impl BidCommandHandler {
    pub fn new(
        authz: Arc<AuthorizationResolver>,
        bids: Arc<dyn BidRepository>,
        tenders: Arc<dyn TenderRepository>,
        store: Arc<VersionedStore>,
    ) -> Self {
        let rollbacks = RollbackEngine::new(store.clone(), authz.clone());
        Self {
            authz,
            bids,
            tenders,
            store,
            rollbacks,
        }
    }

    /// Handle a command and return the resulting bid state
    pub async fn handle(&self, command: BidCommand) -> Result<BidView> {
        match command {
            BidCommand::CreateBid {
                name,
                description,
                tender_id,
                author_type,
                author_id,
            } => {
                let author_type: AuthorType = author_type.parse()?;
                validate_name(&name)?;
                validate_description(&description)?;
                self.create(name, description, tender_id, author_type, author_id)
                    .await
            }
            BidCommand::SetBidStatus {
                bid_id,
                username,
                status,
            } => {
                let status = BidStatus::parse_settable(&status)?;
                self.update(
                    bid_id,
                    &username,
                    BidPatch {
                        status: Some(status),
                        ..Default::default()
                    },
                )
                .await
            }
            BidCommand::PatchBid {
                bid_id,
                username,
                name,
                description,
                status,
                tender_id,
            } => {
                let patch = BidPatch {
                    status: status.as_deref().map(BidStatus::parse_settable).transpose()?,
                    name,
                    description,
                    tender_id,
                };
                if let Some(name) = &patch.name {
                    validate_name(name)?;
                }
                if let Some(description) = &patch.description {
                    validate_description(description)?;
                }
                self.update(bid_id, &username, patch).await
            }
            BidCommand::SubmitDecision {
                bid_id,
                username,
                decision,
            } => {
                let decision: Decision = decision.parse()?;
                self.decide(bid_id, &username, decision).await
            }
            BidCommand::SubmitFeedback {
                bid_id,
                username,
                feedback,
            } => {
                validate_feedback(&feedback)?;
                self.feedback(bid_id, &username, feedback).await
            }
            BidCommand::RollbackBid {
                bid_id,
                version,
                username,
            } => self.rollback(bid_id, version, &username).await,
        }
    }

    async fn create(
        &self,
        name: String,
        description: String,
        tender_id: Uuid,
        author_type: AuthorType,
        author_id: Uuid,
    ) -> Result<BidView> {
        let actor = self.authz.resolve_actor_by_id(author_id).await?;
        let tender = self.load_tender(tender_id).await?;
        self.authz.authorize_bid_submission(&actor, &tender)?;

        let bid = Bid::new(
            name,
            description,
            tender.id,
            author_type,
            actor.employee.id,
            actor.organization_id,
            actor.employee.username.clone(),
        );
        self.store.create(&bid).await?;

        tracing::info!(
            bid_id = %bid.id,
            tender_id = %tender.id,
            organization_id = %actor.organization_id,
            "Bid submitted"
        );
        Ok(BidView::from(&bid))
    }

    async fn update(&self, bid_id: Uuid, username: &str, patch: BidPatch) -> Result<BidView> {
        let actor = self.authz.resolve_actor(username).await?;
        let mut bid = self.load_bid(bid_id).await?;
        self.authz.authorize_mutation(&actor, &bid)?;

        if let Some(tender_id) = patch.tender_id {
            self.load_tender(tender_id).await?;
        }

        self.store
            .apply_mutation(&mut bid, |b| b.apply_patch(patch))
            .await?;

        tracing::info!(
            bid_id = %bid.id,
            version = bid.version,
            status = %bid.status,
            actor = %actor.username(),
            "Bid updated"
        );
        Ok(BidView::from(&bid))
    }

    async fn decide(&self, bid_id: Uuid, username: &str, decision: Decision) -> Result<BidView> {
        let employee = self.authz.identity().resolve_employee(username).await?;
        let mut bid = self.load_published_bid(bid_id).await?;
        let mut tender = self.load_tender(bid.tender_id).await?;

        let reviewer = self
            .authz
            .resolve_reviewer(employee, EntityKind::Bid, bid.id)
            .await?;
        self.authz.authorize_review(&reviewer, &tender)?;

        let mut batch = MutationBatch::new();
        batch.stage_mutation(&mut bid, |b| b.status = decision.into());
        batch.stage_mutation(&mut tender, |t| t.status = TenderStatus::Closed);
        self.store.commit(batch).await?;

        tracing::info!(
            bid_id = %bid.id,
            tender_id = %tender.id,
            decision = %bid.status,
            actor = %reviewer.username(),
            "Decision recorded, tender closed"
        );
        Ok(BidView::from(&bid))
    }

    async fn feedback(&self, bid_id: Uuid, username: &str, text: String) -> Result<BidView> {
        let employee = self.authz.identity().resolve_employee(username).await?;
        let mut bid = self.load_published_bid(bid_id).await?;
        let tender = self.load_tender(bid.tender_id).await?;

        let reviewer = self
            .authz
            .resolve_reviewer(employee, EntityKind::Bid, bid.id)
            .await?;
        self.authz.authorize_review(&reviewer, &tender)?;

        let feedback = Feedback::new(
            bid.id,
            text,
            reviewer.employee.username.clone(),
            reviewer.organization_id,
        );
        let feedback_id = feedback.id;

        let mut batch = MutationBatch::new();
        batch.stage_feedback(feedback);
        batch.stage_mutation(&mut bid, |_| {});
        self.store.commit(batch).await?;

        tracing::info!(
            bid_id = %bid.id,
            feedback_id = %feedback_id,
            version = bid.version,
            "Feedback attached"
        );
        Ok(BidView::from(&bid))
    }

    async fn rollback(&self, bid_id: Uuid, version: i64, username: &str) -> Result<BidView> {
        let actor = self.authz.resolve_actor(username).await?;

        // The restored tender reference must still point at a live tender
        if let Some(snapshot) = self.bids.find_snapshot(bid_id, version).await? {
            self.authz.authorize_snapshot(&actor, EntityKind::Bid, &snapshot)?;
            self.load_tender(snapshot.content.tender_id).await?;
        }

        let bid: Bid = self
            .rollbacks
            .rollback(&*self.bids, bid_id, version, &actor)
            .await?;
        Ok(BidView::from(&bid))
    }

    async fn load_bid(&self, bid_id: Uuid) -> Result<Bid> {
        self.bids
            .find_live(bid_id)
            .await?
            .ok_or_else(|| ProcurementError::not_found(EntityKind::Bid, bid_id))
    }

    async fn load_published_bid(&self, bid_id: Uuid) -> Result<Bid> {
        self.bids
            .find_published(bid_id)
            .await?
            .ok_or_else(|| ProcurementError::not_found(EntityKind::Bid, bid_id))
    }

    async fn load_tender(&self, tender_id: Uuid) -> Result<Tender> {
        self.tenders
            .find_live(tender_id)
            .await?
            .ok_or_else(|| ProcurementError::not_found(EntityKind::Tender, tender_id))
    }
}
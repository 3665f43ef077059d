use prometheus::{
    Encoder, Histogram, HistogramOpts, IntCounter, IntCounterVec, Opts, Registry, TextEncoder,
};

// ============================================================================
// Metrics Module - Prometheus metrics for observability
// ============================================================================
//
// Provides metrics for:
// - Committed mutations and version conflicts per entity kind
// - Commit latency and failures
// - Rollbacks and authorization denials
//
// The registry is rendered in the Prometheus text format by `render()`;
// exposing it over HTTP is left to the embedding service.
// ============================================================================

/// Central metrics registry for the procurement core
pub struct Metrics {
    registry: Registry,

    // Mutation protocol
    pub mutations_committed: IntCounterVec,
    pub mutation_conflicts: IntCounterVec,
    pub commit_failures: IntCounter,
    pub commit_duration: Histogram,

    // Use-case outcomes
    pub rollbacks: IntCounterVec,
    pub authorization_denials: IntCounterVec,
}

impl Metrics {
    pub fn new() -> anyhow::Result<Self> {
        let registry = Registry::new();

        let mutations_committed = IntCounterVec::new(
            Opts::new(
                "procurement_mutations_committed_total",
                "Versioned writes committed",
            ),
            &["entity"],
        )?;
        registry.register(Box::new(mutations_committed.clone()))?;

        let mutation_conflicts = IntCounterVec::new(
            Opts::new(
                "procurement_mutation_conflicts_total",
                "Batches rejected because the expected version was stale",
            ),
            &["entity"],
        )?;
        registry.register(Box::new(mutation_conflicts.clone()))?;

        let commit_failures = IntCounter::new(
            "procurement_commit_failures_total",
            "Batches that failed for reasons other than a version conflict",
        )?;
        registry.register(Box::new(commit_failures.clone()))?;

        let commit_duration = Histogram::with_opts(
            HistogramOpts::new(
                "procurement_commit_duration_seconds",
                "Mutation batch commit duration",
            )
            .buckets(vec![0.001, 0.005, 0.01, 0.05, 0.1, 0.5, 1.0, 5.0]),
        )?;
        registry.register(Box::new(commit_duration.clone()))?;

        let rollbacks = IntCounterVec::new(
            Opts::new("procurement_rollbacks_total", "Completed rollbacks"),
            &["entity"],
        )?;
        registry.register(Box::new(rollbacks.clone()))?;

        let authorization_denials = IntCounterVec::new(
            Opts::new(
                "procurement_authorization_denials_total",
                "Requests rejected as forbidden",
            ),
            &["entity"],
        )?;
        registry.register(Box::new(authorization_denials.clone()))?;

        Ok(Self {
            registry,
            mutations_committed,
            mutation_conflicts,
            commit_failures,
            commit_duration,
            rollbacks,
            authorization_denials,
        })
    }

    pub fn registry(&self) -> &Registry {
        &self.registry
    }

    pub fn record_mutation(&self, entity: &str) {
        self.mutations_committed.with_label_values(&[entity]).inc();
    }

    pub fn record_conflict(&self, entity: &str) {
        self.mutation_conflicts.with_label_values(&[entity]).inc();
    }

    pub fn record_rollback(&self, entity: &str) {
        self.rollbacks.with_label_values(&[entity]).inc();
    }

    pub fn record_denial(&self, entity: &str) {
        self.authorization_denials.with_label_values(&[entity]).inc();
    }

    /// Encode every registered metric in the Prometheus text format
    pub fn render(&self) -> anyhow::Result<String> {
        let mut buffer = Vec::new();
        TextEncoder::new().encode(&self.registry.gather(), &mut buffer)?;
        Ok(String::from_utf8(buffer)?)
    }
}

#[cfg(test)]
mod tests {
    use super::*;

    #[test]
    fn test_metrics_creation() {
        let metrics = Metrics::new().unwrap();
        metrics.commit_failures.inc();
        assert!(!metrics.registry().gather().is_empty());
    }

    #[test]
    fn test_record_mutation_per_entity() {
        let metrics = Metrics::new().unwrap();
        metrics.record_mutation("Tender");
        metrics.record_mutation("Tender");
        metrics.record_mutation("Bid");

        assert_eq!(metrics.mutations_committed.with_label_values(&["Tender"]).get(), 2);
        assert_eq!(metrics.mutations_committed.with_label_values(&["Bid"]).get(), 1);
    }

    #[test]
    fn test_render_contains_recorded_series() {
        let metrics = Metrics::new().unwrap();
        metrics.record_conflict("Bid");
        metrics.record_rollback("Tender");

        let text = metrics.render().unwrap();
        assert!(text.contains("procurement_mutation_conflicts_total{entity=\"Bid\"} 1"));
        assert!(text.contains("procurement_rollbacks_total{entity=\"Tender\"} 1"));
    }
}
use chrono::{DateTime, Utc};
use serde::Serialize;
use uuid::Uuid;

use super::aggregate::Tender;
use super::value_objects::{ServiceType, TenderStatus};

#[derive(Debug, Clone, PartialEq, Serialize)]
#[serde(rename_all = "camelCase")]
pub struct TenderView {
    pub id: Uuid,
    pub name: String,
    pub description: String,
    pub service_type: ServiceType,
    pub status: TenderStatus,
    pub organization_id: Uuid,
    pub version: i64,
    pub created_at: DateTime<Utc>,
}

impl From<&Tender> for TenderView {
    fn from(tender: &Tender) -> Self {
        Self {
            id: tender.id,
            name: tender.name.clone(),
            description: tender.description.clone(),
            service_type: tender.service_type,
            status: tender.status,
            organization_id: tender.organization_id,
            version: tender.version,
            created_at: tender.created_at,
        }
    }
}
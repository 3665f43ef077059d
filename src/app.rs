use std::sync::Arc;

use crate::domain::authorization::AuthorizationResolver;
use crate::domain::bid::{BidCommandHandler, BidQueries};
use crate::domain::identity::IdentityResolver;
use crate::domain::tender::{TenderCommandHandler, TenderQueries};
use crate::metrics::Metrics;
use crate::storage::{BidRepository, IdentityRepository, InMemoryStore, MutationStore, PgStore, TenderRepository};
use crate::versioning::VersionedStore;

// ============================================================================
// Procurement - wiring of the core services
// ============================================================================
//
// One instance per process. Every use case is reachable from here:
// command handlers for writes, query services for reads.
//
// ============================================================================

pub struct Procurement {
    pub tenders: TenderCommandHandler,
    pub tender_queries: TenderQueries,
    pub bids: BidCommandHandler,
    pub bid_queries: BidQueries,
    authz: Arc<AuthorizationResolver>,
    store: Arc<VersionedStore>,
    metrics: Arc<Metrics>,
}

impl Procurement {
    pub fn new(
        identity: Arc<dyn IdentityRepository>,
        tenders: Arc<dyn TenderRepository>,
        bids: Arc<dyn BidRepository>,
        mutations: Arc<dyn MutationStore>,
        metrics: Arc<Metrics>,
    ) -> Self {
        let authz = Arc::new(AuthorizationResolver::new(
            IdentityResolver::new(identity),
            metrics.clone(),
        ));
        let store = Arc::new(VersionedStore::new(mutations, metrics.clone()));

        Self {
            tenders: TenderCommandHandler::new(authz.clone(), tenders.clone(), store.clone()),
            tender_queries: TenderQueries::new(authz.clone(), tenders.clone()),
            bids: BidCommandHandler::new(authz.clone(), bids.clone(), tenders.clone(), store.clone()),
            bid_queries: BidQueries::new(authz.clone(), bids, tenders),
            authz,
            store,
            metrics,
        }
    }

    pub fn in_memory(store: Arc<InMemoryStore>, metrics: Arc<Metrics>) -> Self {
        Self::new(store.clone(), store.clone(), store.clone(), store, metrics)
    }

    pub fn postgres(store: Arc<PgStore>, metrics: Arc<Metrics>) -> Self {
        Self::new(store.clone(), store.clone(), store.clone(), store, metrics)
    }

    pub fn authz(&self) -> &Arc<AuthorizationResolver> {
        &self.authz
    }

    pub fn identity(&self) -> &IdentityResolver {
        self.authz.identity()
    }

    pub fn versioned_store(&self) -> &Arc<VersionedStore> {
        &self.store
    }

    pub fn metrics(&self) -> &Arc<Metrics> {
        &self.metrics
    }
}
use chrono::{DateTime, Utc};
use serde::{Deserialize, Serialize};
use uuid::Uuid;

use super::versioned::Versioned;

// ============================================================================
// Snapshot - Immutable Version Record
// ============================================================================
//
// One snapshot per version ever reached by an entity. Snapshots are keyed by
// (entity_id, version) and never updated after insertion.
//
// ============================================================================

#[derive(Serialize, Deserialize, Clone, Debug, PartialEq)]
pub struct Snapshot<C> {
    // Row identity
    pub snapshot_id: Uuid,
    pub entity_id: Uuid,
    pub version: i64,

    // Ownership at the time of capture
    pub organization_id: Uuid,
    pub creator_username: String,

    // Restorable content
    pub content: C,

    pub created_at: DateTime<Utc>,
}

impl<C> Snapshot<C> {
    /// Capture the entity's current state, tagged with its current version
    pub fn capture<T>(entity: &T) -> Self
    where
        T: Versioned<Content = C>,
    {
        Self {
            snapshot_id: Uuid::now_v7(),
            entity_id: entity.id(),
            version: entity.version(),
            organization_id: entity.organization_id(),
            creator_username: entity.creator_username().to_string(),
            content: entity.content(),
            created_at: Utc::now(),
        }
    }
}
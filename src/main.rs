use std::sync::Arc;

use tracing_subscriber::{fmt, prelude::*, EnvFilter};

use tender_service::config::{AppConfig, StoreKind};
use tender_service::domain::bid::BidCommand;
use tender_service::domain::identity::{Employee, Organization, OrganizationKind};
use tender_service::domain::page::Page;
use tender_service::domain::tender::{TenderCommand, TenderView};
use tender_service::metrics::Metrics;
use tender_service::storage::{InMemoryStore, PgStore};
use tender_service::Procurement;

#[tokio::main]
async fn main() -> anyhow::Result<()> {
    let config = AppConfig::load()?;

    // RUST_LOG overrides the configured filter
    tracing_subscriber::registry()
        .with(fmt::layer().with_target(true).with_thread_ids(true))
        .with(
            EnvFilter::try_from_default_env()
                .unwrap_or_else(|_| EnvFilter::new(&config.app.log_filter)),
        )
        .init();

    tracing::info!("🚀 Starting tender service core");

    let metrics = Arc::new(Metrics::new()?);
    tracing::info!(
        "📊 Metrics registry created with {} metrics",
        metrics.registry().gather().len()
    );

    match config.app.store {
        StoreKind::Memory => {
            let store = Arc::new(InMemoryStore::new());
            let app = Procurement::in_memory(store.clone(), metrics.clone());
            run_lifecycle(&store, &app).await?;
        }
        StoreKind::Postgres => {
            let store = Arc::new(PgStore::connect(&config.database).await?);
            store.ensure_schema().await?;
            let app = Procurement::postgres(store, metrics.clone());
            let open = app
                .tender_queries
                .list_tenders(&[], Page::default())
                .await?;
            for tender in &open {
                tracing::info!(tender_id = %tender.id, name = %tender.name, version = tender.version, "Open tender");
            }
            tracing::info!(count = open.len(), "Published tenders");
        }
    }

    tracing::info!("📊 Metrics snapshot:\n{}", metrics.render()?);
    Ok(())
}

/// Walk one tender through publish, bid, feedback, decision and rollback
async fn run_lifecycle(store: &InMemoryStore, app: &Procurement) -> anyhow::Result<()> {
    let buyer = seed_member(store, app, "buyer", "City Roads", OrganizationKind::JSC).await?;
    let supplier = seed_member(store, app, "supplier", "Asphalt & Co", OrganizationKind::LLC).await?;

    let tender = app
        .tenders
        .handle(TenderCommand::CreateTender {
            name: "Resurface Main Street".to_string(),
            description: "2 km, two lanes".to_string(),
            service_type: "Construction".to_string(),
            organization_id: buyer.1,
            creator_username: buyer.0.username.clone(),
        })
        .await?;
    log_tender("Created", &tender);

    let tender = app
        .tenders
        .handle(TenderCommand::SetTenderStatus {
            tender_id: tender.id,
            username: buyer.0.username.clone(),
            status: "Published".to_string(),
        })
        .await?;
    log_tender("Published", &tender);

    let bid = app
        .bids
        .handle(BidCommand::CreateBid {
            name: "Main Street offer".to_string(),
            description: "Done in 3 weeks".to_string(),
            tender_id: tender.id,
            author_type: "Organization".to_string(),
            author_id: supplier.0.id,
        })
        .await?;
    let bid = app
        .bids
        .handle(BidCommand::SetBidStatus {
            bid_id: bid.id,
            username: supplier.0.username.clone(),
            status: "Published".to_string(),
        })
        .await?;
    tracing::info!(bid_id = %bid.id, version = bid.version, status = %bid.status, "Bid published");

    app.bids
        .handle(BidCommand::SubmitFeedback {
            bid_id: bid.id,
            username: buyer.0.username.clone(),
            feedback: "Please include a warranty period".to_string(),
        })
        .await?;

    let bid = app
        .bids
        .handle(BidCommand::PatchBid {
            bid_id: bid.id,
            username: supplier.0.username.clone(),
            name: None,
            description: Some("Done in 3 weeks, 5 year warranty".to_string()),
            status: None,
            tender_id: None,
        })
        .await?;

    let bid = app
        .bids
        .handle(BidCommand::SubmitDecision {
            bid_id: bid.id,
            username: buyer.0.username.clone(),
            decision: "Approved".to_string(),
        })
        .await?;
    tracing::info!(bid_id = %bid.id, version = bid.version, status = %bid.status, "Decision submitted");

    let reviews = app
        .bid_queries
        .list_reviews(tender.id, &supplier.0.username, &buyer.0.username, Page::default())
        .await?;
    tracing::info!(count = reviews.len(), "Reviews for supplier");

    let tender = app
        .tenders
        .handle(TenderCommand::RollbackTender {
            tender_id: tender.id,
            version: 2,
            username: buyer.0.username.clone(),
        })
        .await?;
    log_tender("Rolled back to version 2 content", &tender);

    Ok(())
}

async fn seed_member(
    store: &InMemoryStore,
    app: &Procurement,
    username: &str,
    organization: &str,
    kind: OrganizationKind,
) -> anyhow::Result<(Employee, uuid::Uuid)> {
    let organization = Organization::new(organization, kind);
    let employee = Employee::new(username);
    store.insert_organization(organization.clone()).await;
    store.insert_employee(employee.clone()).await;
    app.identity()
        .add_membership(organization.id, employee.id)
        .await?;
    Ok((employee, organization.id))
}

fn log_tender(step: &str, tender: &TenderView) {
    tracing::info!(
        tender_id = %tender.id,
        version = tender.version,
        status = %tender.status,
        "Tender: {}",
        step
    );
}
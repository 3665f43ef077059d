// ============================================================================
// Storage Ports
// ============================================================================
//
// Repository traits injected into the domain layer. Two implementations
// share the same contract:
// - `InMemoryStore`: tests and the demo binary
// - `PgStore`: Postgres via sqlx
//
// Reads never return soft-deleted rows. All writes to versioned entities go
// through `MutationStore::commit` so they land atomically.
//
// ============================================================================

use async_trait::async_trait;
use uuid::Uuid;

use crate::domain::bid::{Bid, Feedback};
use crate::domain::identity::{Employee, Membership};
use crate::domain::page::Page;
use crate::domain::tender::{ServiceType, Tender};
use crate::error::Result;
use crate::versioning::{MutationBatch, Snapshot, Versioned};

mod memory;
mod postgres;

pub use memory::InMemoryStore;
pub use postgres::PgStore;

#[async_trait]
pub trait IdentityRepository: Send + Sync {
    async fn find_employee_by_username(&self, username: &str) -> Result<Option<Employee>>;

    async fn find_employee_by_id(&self, id: Uuid) -> Result<Option<Employee>>;

    /// Every membership row of the employee; more than one is an integrity fault
    async fn find_memberships(&self, employee_id: Uuid) -> Result<Vec<Membership>>;

    /// Fails with `MembershipExists` if the employee already has one
    async fn add_membership(&self, membership: Membership) -> Result<()>;
}

/// Read side shared by every versioned aggregate
#[async_trait]
pub trait VersionedRepository<T: Versioned>: Send + Sync {
    async fn find_live(&self, id: Uuid) -> Result<Option<T>>;

    async fn find_snapshot(&self, id: Uuid, version: i64) -> Result<Option<Snapshot<T::Content>>>;

    /// Full history ordered by version
    async fn list_snapshots(&self, id: Uuid) -> Result<Vec<Snapshot<T::Content>>>;
}

#[async_trait]
pub trait TenderRepository: VersionedRepository<Tender> {
    /// Published tenders, optionally restricted to the given service types
    async fn list_published(&self, service_types: &[ServiceType], page: Page) -> Result<Vec<Tender>>;

    async fn list_by_creator(&self, username: &str, page: Page) -> Result<Vec<Tender>>;
}

#[async_trait]
pub trait BidRepository: VersionedRepository<Bid> {
    /// The bid only if it is currently `Published`
    async fn find_published(&self, id: Uuid) -> Result<Option<Bid>>;

    async fn list_published_for_tender(&self, tender_id: Uuid, page: Page) -> Result<Vec<Bid>>;

    async fn list_by_creator(&self, username: &str, page: Page) -> Result<Vec<Bid>>;

    /// Feedback left on `author_username`'s bids for the tender, oldest first
    async fn list_feedback(
        &self,
        tender_id: Uuid,
        author_username: &str,
        page: Page,
    ) -> Result<Vec<Feedback>>;
}

#[async_trait]
pub trait MutationStore: Send + Sync {
    /// Apply every staged write or none of them.
    ///
    /// Each versioned write is a compare-and-swap on its expected version;
    /// the first mismatch aborts the whole batch with `Conflict`.
    async fn commit(&self, batch: MutationBatch) -> Result<()>;
}
// ============================================================================
// Versioning Core - Generic Abstractions
// ============================================================================
//
// No domain-specific types live here: tenders and bids plug in by
// implementing `Versioned`.
//
// ============================================================================

pub mod snapshot;
pub mod versioned;

pub use snapshot::Snapshot;
pub use versioned::{EntityKind, Versioned};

- - - - -

I need every line from the material that contains the word "return".

◆ EXERCISE RESPONSE:
    /// Handle a command and return the resulting bid state
// Reads never return soft-deleted rows. All writes to versioned entities go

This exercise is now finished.